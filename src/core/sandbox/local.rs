use std::cell::RefCell;
use std::rc::Rc;

use log::{debug, info};

use super::{LaunchRequest, LaunchedComponent, PortHandle, Sandbox};
use crate::core::descriptor::{ComponentPackage, SoftwareComponent};
use crate::core::errors::{SandboxError, SandboxResult};
use crate::core::ports::declared_port_definitions;
use crate::core::types::{ComponentId, ObjectRef};

/// Lifecycle of an in-process component instance
#[derive(Debug, Clone, Copy, PartialEq, Eq)]
pub enum LifecycleState {
    Launched,
    Started,
    Stopped,
    Released,
}

/// Launches components in-process, deriving their runtime ports from the
/// package's component descriptor
pub struct LocalSandbox {
    /// Instances launched since the last release
    launched: Vec<Rc<RefCell<LifecycleState>>>,
    /// Counter for instance name generation
    id_counter: u64,
}

/// Component instance created by [`LocalSandbox`]
pub struct LocalComponent {
    id: ComponentId,
    package: ComponentPackage,
    ports: Vec<PortHandle>,
    state: Rc<RefCell<LifecycleState>>,
}

impl LocalSandbox {
    pub fn new() -> Self {
        Self {
            launched: Vec::new(),
            id_counter: 0,
        }
    }

    /// Number of instances that have not been released
    pub fn live_count(&self) -> usize {
        self.launched.len()
    }

    /// Generate a unique instance name
    fn generate_unique_id(&mut self, package: &str, implementation: &str) -> ComponentId {
        self.id_counter += 1;
        ComponentId::new(
            format!("{}_{}", package, self.id_counter),
            implementation.to_string(),
        )
    }
}

impl Default for LocalSandbox {
    fn default() -> Self {
        Self::new()
    }
}

impl Sandbox for LocalSandbox {
    type Component = LocalComponent;

    fn launch(&mut self, request: &LaunchRequest) -> SandboxResult<LocalComponent> {
        let package = ComponentPackage::load(&request.spd_path)?;

        let implementation = match &request.implementation {
            Some(id) => package
                .implementation(id)
                .ok_or_else(|| SandboxError::UnknownImplementation {
                    package: package.name().to_string(),
                    id: id.clone(),
                })?,
            None => package.softpkg().implementations.first().ok_or_else(|| {
                SandboxError::NoImplementations {
                    package: package.name().to_string(),
                }
            })?,
        };

        let id = self.generate_unique_id(package.name(), &implementation.id);
        let ports = build_port_set(package.scd());
        info!("Launched {} with {} ports", id, ports.len());

        let state = Rc::new(RefCell::new(LifecycleState::Launched));
        self.launched.push(Rc::clone(&state));

        Ok(LocalComponent {
            id,
            package,
            ports,
            state,
        })
    }

    fn release(&mut self) -> SandboxResult<()> {
        if !self.launched.is_empty() {
            debug!("Releasing {} component instance(s)", self.launched.len());
        }
        for state in self.launched.drain(..) {
            *state.borrow_mut() = LifecycleState::Released;
        }
        Ok(())
    }
}

impl LocalComponent {
    pub fn state(&self) -> LifecycleState {
        *self.state.borrow()
    }

    fn transition(&mut self, operation: &'static str, next: LifecycleState) -> SandboxResult<()> {
        let mut state = self.state.borrow_mut();
        if *state == LifecycleState::Released {
            return Err(SandboxError::Released {
                component: self.id.clone(),
            });
        }
        debug!("{} {}: {:?} -> {:?}", operation, self.id, *state, next);
        *state = next;
        Ok(())
    }
}

impl LaunchedComponent for LocalComponent {
    fn id(&self) -> &ComponentId {
        &self.id
    }

    fn start(&mut self) -> SandboxResult<()> {
        self.transition("start", LifecycleState::Started)
    }

    fn stop(&mut self) -> SandboxResult<()> {
        self.transition("stop", LifecycleState::Stopped)
    }

    fn port_set(&self) -> SandboxResult<Vec<PortHandle>> {
        if self.state() == LifecycleState::Released {
            return Err(SandboxError::Released {
                component: self.id.clone(),
            });
        }
        Ok(self.ports.clone())
    }

    fn descriptor(&self) -> &SoftwareComponent {
        self.package.scd()
    }
}

/// Build the runtime port list: one handle per declared name, in
/// first-declaration order, with a fresh object reference each.
///
/// Handles carry exactly what [`declared_port_definitions`] reconciles, so a
/// healthy in-process component always agrees with its descriptor.
fn build_port_set(scd: &SoftwareComponent) -> Vec<PortHandle> {
    declared_port_definitions(scd)
        .into_iter()
        .map(|(name, definition)| PortHandle {
            description: definition.expected_description().to_string(),
            name,
            repid: definition.repid,
            direction: definition.direction,
            object: Some(ObjectRef::new()),
        })
        .collect()
}

#[cfg(test)]
mod tests {
    use super::*;
    use crate::core::descriptor::{Ports, ProvidesPort, UsesPort};
    use crate::core::types::PortDirection;

    #[test]
    fn test_port_set_merges_bidirectional_names() {
        let scd = SoftwareComponent::with_ports(
            Ports::new()
                .with_provides(
                    ProvidesPort::new("msg", "IDL:Msg/Event:1.0").with_description("events"),
                )
                .with_uses(UsesPort::new("out", "IDL:A/B:1.0"))
                .with_uses(UsesPort::new("msg", "IDL:Msg/Event:1.0")),
        );

        let ports = build_port_set(&scd);
        assert_eq!(ports.len(), 2);

        assert_eq!(ports[0].name, "msg");
        assert_eq!(ports[0].direction, PortDirection::Bidir);
        assert_eq!(ports[0].description, "events");

        assert_eq!(ports[1].name, "out");
        assert_eq!(ports[1].direction, PortDirection::Uses);
        assert_eq!(ports[1].description, "");
        assert!(ports.iter().all(|p| p.object.is_some()));
    }

    #[test]
    fn test_port_set_keeps_first_declaration() {
        let scd = SoftwareComponent::with_ports(
            Ports::new()
                .with_provides(ProvidesPort::new("in", "IDL:First/In:1.0"))
                .with_provides(ProvidesPort::new("in", "IDL:Second/In:1.0")),
        );

        let ports = build_port_set(&scd);
        assert_eq!(ports.len(), 1);
        assert_eq!(ports[0].repid, "IDL:First/In:1.0");
        assert_eq!(ports[0].direction, PortDirection::Provides);
    }

    #[test]
    fn test_release_without_launch_is_harmless() {
        let mut sandbox = LocalSandbox::new();
        assert!(sandbox.release().is_ok());
        assert!(sandbox.release().is_ok());
        assert_eq!(sandbox.live_count(), 0);
    }
}
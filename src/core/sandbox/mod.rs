//! Launching components and talking to them while they run.
//!
//! The harness only sees the [`Sandbox`] and [`LaunchedComponent`] traits, so
//! any host that can launch a component package and list its ports can be
//! plugged in. [`LocalSandbox`] is the in-process implementation.

pub mod local;

use std::path::PathBuf;

use crate::core::descriptor::SoftwareComponent;
use crate::core::errors::SandboxResult;
use crate::core::types::{ComponentId, ObjectRef, PortDirection};

pub use local::{LifecycleState, LocalComponent, LocalSandbox};

/// What to launch
#[derive(Debug, Clone, PartialEq, Eq)]
pub struct LaunchRequest {
    pub spd_path: PathBuf,
    /// Implementation id; the package's first implementation when `None`
    pub implementation: Option<String>,
}

impl LaunchRequest {
    pub fn new(spd_path: impl Into<PathBuf>) -> Self {
        Self {
            spd_path: spd_path.into(),
            implementation: None,
        }
    }

    pub fn with_implementation(mut self, id: &str) -> Self {
        self.implementation = Some(id.to_string());
        self
    }
}

/// Runtime view of one port on a running component
#[derive(Debug, Clone, PartialEq, Eq)]
pub struct PortHandle {
    pub name: String,
    pub repid: String,
    pub description: String,
    pub direction: PortDirection,
    /// Live object backing the port
    pub object: Option<ObjectRef>,
}

/// Host infrastructure able to launch and release components
pub trait Sandbox {
    type Component: LaunchedComponent;

    /// Launch the component described by the request
    fn launch(&mut self, request: &LaunchRequest) -> SandboxResult<Self::Component>;

    /// Release everything launched so far
    fn release(&mut self) -> SandboxResult<()>;
}

/// A running component instance
pub trait LaunchedComponent {
    fn id(&self) -> &ComponentId;

    fn start(&mut self) -> SandboxResult<()>;

    fn stop(&mut self) -> SandboxResult<()>;

    /// Ports reported by the running instance
    fn port_set(&self) -> SandboxResult<Vec<PortHandle>>;

    /// The component descriptor the instance was launched from
    fn descriptor(&self) -> &SoftwareComponent;
}
pub mod cases;
pub mod config;
pub mod fixture;
pub mod runner;

pub use cases::{default_cases, BasicBehavior, CaseError, ComponentCase, GetPortSet};
pub use config::{HarnessConfig, ImplementationSelection};
pub use fixture::Fixture;
pub use runner::{CaseOutcome, CaseResult, HarnessRunner, RunReport};
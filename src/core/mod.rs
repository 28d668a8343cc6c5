pub mod descriptor;
pub mod errors;
pub mod harness;
pub mod ports;
pub mod sandbox;
pub mod types;
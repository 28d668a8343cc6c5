//! Software package descriptor (`*.spd.xml`).

use std::path::Path;

use serde::Deserialize;

use crate::core::errors::DescriptorError;

/// Parsed `<softpkg>` document
#[derive(Debug, Clone, Deserialize)]
pub struct SoftPkg {
    #[serde(rename = "@id", default)]
    pub id: String,
    #[serde(rename = "@name")]
    pub name: String,
    #[serde(default)]
    pub title: Option<String>,
    #[serde(default)]
    pub descriptor: Option<DescriptorRef>,
    #[serde(rename = "implementation", default)]
    pub implementations: Vec<Implementation>,
}

/// `<descriptor><localfile name=".."/></descriptor>`
#[derive(Debug, Clone, Deserialize)]
pub struct DescriptorRef {
    pub localfile: LocalFile,
}

#[derive(Debug, Clone, Deserialize)]
pub struct LocalFile {
    #[serde(rename = "@name")]
    pub name: String,
}

/// One build variant of the component
#[derive(Debug, Clone, Deserialize)]
pub struct Implementation {
    #[serde(rename = "@id")]
    pub id: String,
    #[serde(default)]
    pub description: Option<String>,
    #[serde(default)]
    pub code: Option<Code>,
    #[serde(rename = "programminglanguage", default)]
    pub programming_language: Option<NamedElement>,
}

#[derive(Debug, Clone, Deserialize)]
pub struct Code {
    #[serde(rename = "@type", default)]
    pub kind: Option<String>,
    #[serde(default)]
    pub localfile: Option<LocalFile>,
    #[serde(default)]
    pub entrypoint: Option<String>,
}

#[derive(Debug, Clone, Deserialize)]
pub struct NamedElement {
    #[serde(rename = "@name")]
    pub name: String,
}

impl SoftPkg {
    /// Parse an SPD document
    pub fn from_xml(xml: &str) -> Result<Self, quick_xml::DeError> {
        quick_xml::de::from_str(xml)
    }

    /// Read and parse an SPD file
    pub fn from_file(path: &Path) -> Result<Self, DescriptorError> {
        let xml = std::fs::read_to_string(path).map_err(|source| DescriptorError::Io {
            path: path.to_path_buf(),
            source,
        })?;
        Self::from_xml(&xml).map_err(|source| DescriptorError::Xml {
            path: path.to_path_buf(),
            source,
        })
    }

    /// Relative path of the component descriptor, if declared
    pub fn scd_file(&self) -> Option<&str> {
        self.descriptor.as_ref().map(|d| d.localfile.name.as_str())
    }

    pub fn implementation(&self, id: &str) -> Option<&Implementation> {
        self.implementations.iter().find(|implementation| implementation.id == id)
    }

    /// Implementation ids in declaration order
    pub fn implementation_ids(&self) -> Vec<&str> {
        self.implementations.iter().map(|i| i.id.as_str()).collect()
    }
}

impl Implementation {
    pub fn language(&self) -> Option<&str> {
        self.programming_language.as_ref().map(|l| l.name.as_str())
    }

    pub fn entry_point(&self) -> Option<&str> {
        self.code.as_ref().and_then(|c| c.entrypoint.as_deref())
    }
}

#[cfg(test)]
mod tests {
    use super::*;

    const SPD: &str = r#"<?xml version="1.0" encoding="UTF-8"?>
<!DOCTYPE softpkg PUBLIC "-//JTRS//DTD SCA V2.2.2 SPD//EN" "softpkg.dtd">
<softpkg id="DCE:4a23ad60-0b25-4121-a630-68803a498f75" name="get_ports" type="sca_compliant">
  <title></title>
  <author>
    <name>null</name>
  </author>
  <propertyfile type="PRF">
    <localfile name="get_ports.prf.xml"/>
  </propertyfile>
  <descriptor>
    <localfile name="get_ports.scd.xml"/>
  </descriptor>
  <implementation id="cpp">
    <description>The implementation contains descriptive information about the template for a software component.</description>
    <code type="Executable">
      <localfile name="cpp"/>
      <entrypoint>cpp/get_ports</entrypoint>
    </code>
    <compiler name="/usr/bin/gcc" version="4.1.2"/>
    <programminglanguage name="C++"/>
    <humanlanguage name="EN"/>
    <os name="Linux"/>
  </implementation>
  <implementation id="python">
    <code type="Executable">
      <localfile name="python"/>
      <entrypoint>python/get_ports.py</entrypoint>
    </code>
    <programminglanguage name="Python"/>
  </implementation>
</softpkg>"#;

    #[test]
    fn test_parse_package() {
        let spd = SoftPkg::from_xml(SPD).unwrap();
        assert_eq!(spd.name, "get_ports");
        assert_eq!(spd.id, "DCE:4a23ad60-0b25-4121-a630-68803a498f75");
        assert_eq!(spd.scd_file(), Some("get_ports.scd.xml"));
        assert_eq!(spd.implementation_ids(), vec!["cpp", "python"]);
    }

    #[test]
    fn test_implementation_details() {
        let spd = SoftPkg::from_xml(SPD).unwrap();
        let cpp = spd.implementation("cpp").unwrap();
        assert_eq!(cpp.language(), Some("C++"));
        assert_eq!(cpp.entry_point(), Some("cpp/get_ports"));
        assert_eq!(cpp.code.as_ref().unwrap().kind.as_deref(), Some("Executable"));
        assert!(spd.implementation("java").is_none());
    }

    #[test]
    fn test_package_without_descriptor() {
        let spd = SoftPkg::from_xml(r#"<softpkg id="x" name="bare"/>"#).unwrap();
        assert_eq!(spd.scd_file(), None);
        assert!(spd.implementations.is_empty());
    }
}
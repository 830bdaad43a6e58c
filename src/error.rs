use crate::{
    patch::{CompileError, PatchError},
    store::StoreError,
};

/// Errors returned by the item repository.
#[derive(Debug, thiserror::Error)]
pub enum Error {
    /// The item or patch failed basic shape checks. Never retried.
    #[error("{0}")]
    Validation(String),
    /// The targeted item does not exist.
    #[error("item `{0}` not found")]
    NotFound(String),
    /// The patch could not be compiled into an update expression.
    #[error(transparent)]
    Compile(#[from] CompileError),
    /// The store failed to carry out the request.
    #[error(transparent)]
    Store(#[from] StoreError),
}

impl From<PatchError> for Error {
    fn from(error: PatchError) -> Self {
        Self::Validation(error.to_string())
    }
}

impl Error {
    /// Whether the caller sent something unusable, as opposed to the service failing.
    pub fn is_client_error(&self) -> bool {
        matches!(
            self,
            Self::Validation(_) | Self::NotFound(_) | Self::Compile(CompileError::Value { .. })
        )
    }
}

/// Result alias for repository operations.
pub type Result<T, E = Error> = std::result::Result<T, E>;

What this task involves: Match on "ComponentId": copy every line in the records that has it.

Solution to the exercise:
use crate::core::types::{ComponentId, ObjectRef};
    id: ComponentId,
    fn generate_unique_id(&mut self, package: &str, implementation: &str) -> ComponentId {
        ComponentId::new(
    fn id(&self) -> &ComponentId {
use crate::core::types::{ComponentId, ObjectRef, PortDirection};
    fn id(&self) -> &ComponentId;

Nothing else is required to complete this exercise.